Anna McCambridge-Thomas has worn numerous hats within Orlando's artistic scene – producer of Visual Fringe, publicist for Orlando Ballet, curator of OMA's 1st Thursdays – but Collide*scope might be her best contribution to the community at large. The monthly event, launched at Urban ReThink in February 2012, brings people from diverse backgrounds together, giving them a challenge and one week to come up with some kind of presentation about possible solutions. Thanks to a collision of politics, passion and strong personalities, last Monday night's gathering turned into one of the most electric evenings I've ever attended at the ex-bookstore.
"The challenge is always something that is pretty big, and related to the area and our community," McCambridge-Thomas said as we waited for the evening to begin. "It's always interesting to see these people from different backgrounds working together on something that maybe only one of them has worked on, and the other three or four people who are participating have no idea what it's about, so they are coming to it with a fresh perspective that hasn't been tried before."

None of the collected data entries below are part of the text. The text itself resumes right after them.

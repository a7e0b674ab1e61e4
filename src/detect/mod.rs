//! Per-note detector stages, in the order the segmentation driver runs them
//!
//! Stage 1: trigger location (coarse "a note starts here")
//! Stage 2: onset refinement (walk back to the true start)
//! Stage 3: noise floor measurement ahead of the onset
//! Stage 4: end-of-note location
//! Stage 5: pitch estimation

pub mod end;
pub mod noise;
pub mod onset;
pub mod pitch;
pub mod trigger;

pub use end::{find_end, NoteEnd};
pub use noise::{measure_noise, noise_probe};
pub use onset::{find_nth_zero_crossing, find_onset};
pub use pitch::{estimate_pitch, PitchEstimate};
pub use trigger::{find_peak, find_trigger};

I was present at the first Collide*scope, which focused on helping cyclists and motorists better share the road. That effort produced sample skits featuring fantasy conversations between a bicyclist and driver; six months later, those skits are being recorded for radio PSAs.
As important as cyclist safety is, this month's Collide*scope tackled an even more intractable issue: homelessness. Orlando's population lacking permanent housing varies depending on who's counting. According to statistics shared during the presentation, the Department of Housing and Urban Development calculates 2,800 people go homeless in Orange County nightly; using the Department of Education's metrics, that number jumps to 6,000. Either way, it's a staggering figure that grows each year, making the Orange County Jail by default our largest homeless shelter and mental facility.
Nobody could expect to cure such an entrenched ill in a week, so Collide*scope's collaborators were charged with a more modest goal: developing a set of simple tasks anyone can perform to help the homeless feel "more safe and needed."
The team McCambridge-Thomas assembled for this challenge: Jeremy Seghers, actor, director, producer and curator; James Jessup, Mensa representative; Michael Dippy, founder of iDignity and City of Orlando's 2011 Person of the Year; and Bill Segal, former Orange County District 5 County Commissioner.
According to the quartet's PowerPoint presentation, even though the public appears to "tolerate homelessness" (our nation spends more money on alcohol every week than we do to combat homelessness), they began with the assumption that citizens want to help, but are afraid that donated cash will be misused. On the other hand, simply giving food isn't enough, because the homeless require cash to survive; even the Salvation Army shelter charges $9 per night.
Their innovation is called "iCare," and it's intended to supplement existing programs (like the city of Orlando social services map and the United Way 211 help line). A sticker is affixed to the user's permanent ID and embedded with a QR code, which links to an online profile established with a social services worker. Smartphone-carrying donors could scan an iCare code and instantly deposit credits which could then be redeemed for lodging, food or bus passes (but not lost, stolen or spent on beer). Churches and volunteer programs could give out iCare points instead of handouts in exchange for attending classes or programs.
Most of the presentation was ably hosted by Jessup, with Dippy providing details and statistics. Seghers (who will be leaving Orlando for New York by the time you read this) spoke movingly about meeting "Jay," an HIV-positive panhandler with a gift for impressions and improvisation, outside a downtown club. And Segal, who helped found the Coalition for the Homeless, demonstrated both his interest in the issue and his sense of humor.
I was intrigued by the proposal, but I'm concerned about user privacy and the creation of a parallel economy that potentially further isolates beneficiaries. My caveats were echoed by "Jose," a self-declared former homeless man and current businessman, who spoke passionately (if somewhat incomprehensibly) about hopelessness exacerbating chronic homelessness. Jose became so agitated over alleged corporate indifference toward the indigent (Cameron Kuhn "went down like a piece of crap," he colorfully claimed) that he was escorted out, a first for this event series.
The next Collide*scope is scheduled for Monday, Oct. 8; in the meantime, this month's contributors will try to work out the kinks in their concept. Whether or not they're ultimately successful, I hope their efforts can help take the edge off Orlando's national reputation as one of the meanest cities toward the homeless.